Farmers' groups have told of their "surprise" at comments by the chief scientist that he expects bird flu to arrive in the UK and remain for years.
Prof King has said bird flu could stay in the UK for "five years plus"
Professor Sir David King, the government's chief scientific adviser, told the BBC it may become "endemic" and remain for "five years plus".
He also ruled out using the existing vaccine against the H5N1 strain.
The National Farmers' Union said it "simply did not accept" his view that the virus would become prevalent.
"If someone is saying we are going to see this endemically within the UK commercial flock that is a surprise," the NFU's chief poultry adviser said.
The NFU was following scientific and veterinary advice on the question of vaccination, chief poultry adviser Maria Ball said.
But the Soil Association said it was "mystfied" and "dismayed" by the decision not to vaccinate.
It called for the use of "ring" vaccination - when poultry close to any outbreak are inoculated.
"They have got to bring in every weapon in their armoury," said the association's Robin Maynard.
He said he had a sense of "deja vu", likening it to the 2001 outbreak of foot-and-mouth disease.
"The end result was 11 million animals slaughtered and £8bn cost to the tax-payer.
"We just don't want to go down that barbaric, medieval route."
But mass vaccination of British poultry in the event of a bird flu outbreak had not been ruled out, Environment Secretary Margaret Beckett said on Monday.
However, Mrs Beckett has questioned the vaccine's effectiveness in preventing the H5N1 virus spreading.
The government is understood to be holding talks with Chinese scientists who are developing a new vaccine, which it is hoped will be more effective.
Prof King said the existing H5N1 inoculation would mask signs of the virus in birds but not prevent its spread.
Rare breeds of birds kept in zoos would be the only cases where vaccines would be feasible. The inoculation of organic or free range birds would not be recommended.
The vaccination of nearly a million free range ducks and geese has begun in south-west France.
In the UK, people with 50 or more poultry must register with the government before midnight on Tuesday.
Prof King told BBC News: "I would anticipate that avian flu will arrive at some point in the UK.
"We also have to anticipate that it will be here for five years plus. We are talking about the possibility of this disease being endemic here in the UK."
BBC environment correspondent Sarah Mukherjee said Prof King's comments seemed to "fly against the spirit of what we have heard from all sorts of government scientists and ministers".
But she said he may be envisaging sporadic outbreaks that would be prevented from spreading beyond small areas.

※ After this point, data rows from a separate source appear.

//! Mutex-guarded FIFO shared between the dispatcher and the lanes.
//!
//! [`ThreadSafeQueue`] is the sole owner of customers that have not been
//! handed to a lane yet. Every operation takes the single internal lock, so
//! each call is linearizable on its own, but nothing spans two calls: a
//! `peek()` followed by a `dequeue()` may observe different heads when other
//! threads are mutating the queue in between.
//!
//! # Example
//!
//! ```rust
//! use bank_manager::queue::ThreadSafeQueue;
//!
//! let queue = ThreadSafeQueue::new();
//! queue.enqueue(1);
//! queue.enqueue(2);
//!
//! assert_eq!(queue.peek(), Some(1));
//! assert_eq!(queue.dequeue(), Some(1));
//! assert_eq!(queue.dequeue(), Some(2));
//! assert_eq!(queue.dequeue(), None);
//! ```

use parking_lot::Mutex;
use std::collections::VecDeque;

/// A FIFO queue whose operations are mutually exclusive under one lock.
#[derive(Debug)]
pub struct ThreadSafeQueue<T> {
    items: Mutex<VecDeque<T>>,
}

impl<T> Default for ThreadSafeQueue<T> {
    fn default() -> Self {
        Self::new()
    }
}

impl<T> ThreadSafeQueue<T> {
    /// Creates an empty queue.
    pub fn new() -> Self {
        Self {
            items: Mutex::new(VecDeque::new()),
        }
    }

    /// Appends a value to the tail.
    pub fn enqueue(&self, value: T) {
        self.items.lock().push_back(value);
    }

    /// Appends every value in order while holding the lock once, so a batch
    /// is never interleaved with another producer's values.
    pub fn extend<I>(&self, values: I)
    where
        I: IntoIterator<Item = T>,
    {
        self.items.lock().extend(values);
    }

    /// Removes and returns the head, or `None` when the queue is empty.
    ///
    /// Never blocks waiting for a value.
    pub fn dequeue(&self) -> Option<T> {
        self.items.lock().pop_front()
    }

    /// Empties the queue.
    pub fn clear(&self) {
        self.items.lock().clear();
    }

    /// Snapshot of emptiness; may be stale as soon as it returns.
    pub fn is_empty(&self) -> bool {
        self.items.lock().is_empty()
    }

    /// Snapshot of the number of waiting values.
    pub fn len(&self) -> usize {
        self.items.lock().len()
    }
}

impl<T: Clone> ThreadSafeQueue<T> {
    /// Returns a copy of the head without removing it.
    pub fn peek(&self) -> Option<T> {
        self.items.lock().front().cloned()
    }

    /// Copies every waiting value in service order.
    pub fn snapshot(&self) -> Vec<T> {
        self.items.lock().iter().cloned().collect()
    }
}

Free-range poultry farmer John Widdowson, from Tiverton, Devon, said Prof King's comments were "no surprise at all".
"But I still think we have got a good chance of keeping it out of poultry flocks. We have had lots of time to prepare for this," he said.
"This doesn't need to be a catastrophe."
But organic poultry farmer Ritichie Riggs, from Holsworthy, Devon, branded Prof King's comments as "irresponsible", while the decision not to vaccinate had left him "demoralised".
"They don't care about the flocks, they are not farming people, they don't care about the animals," he said.
"We are just going along exactly the same route as they took with foot-and-mouth disease," he said.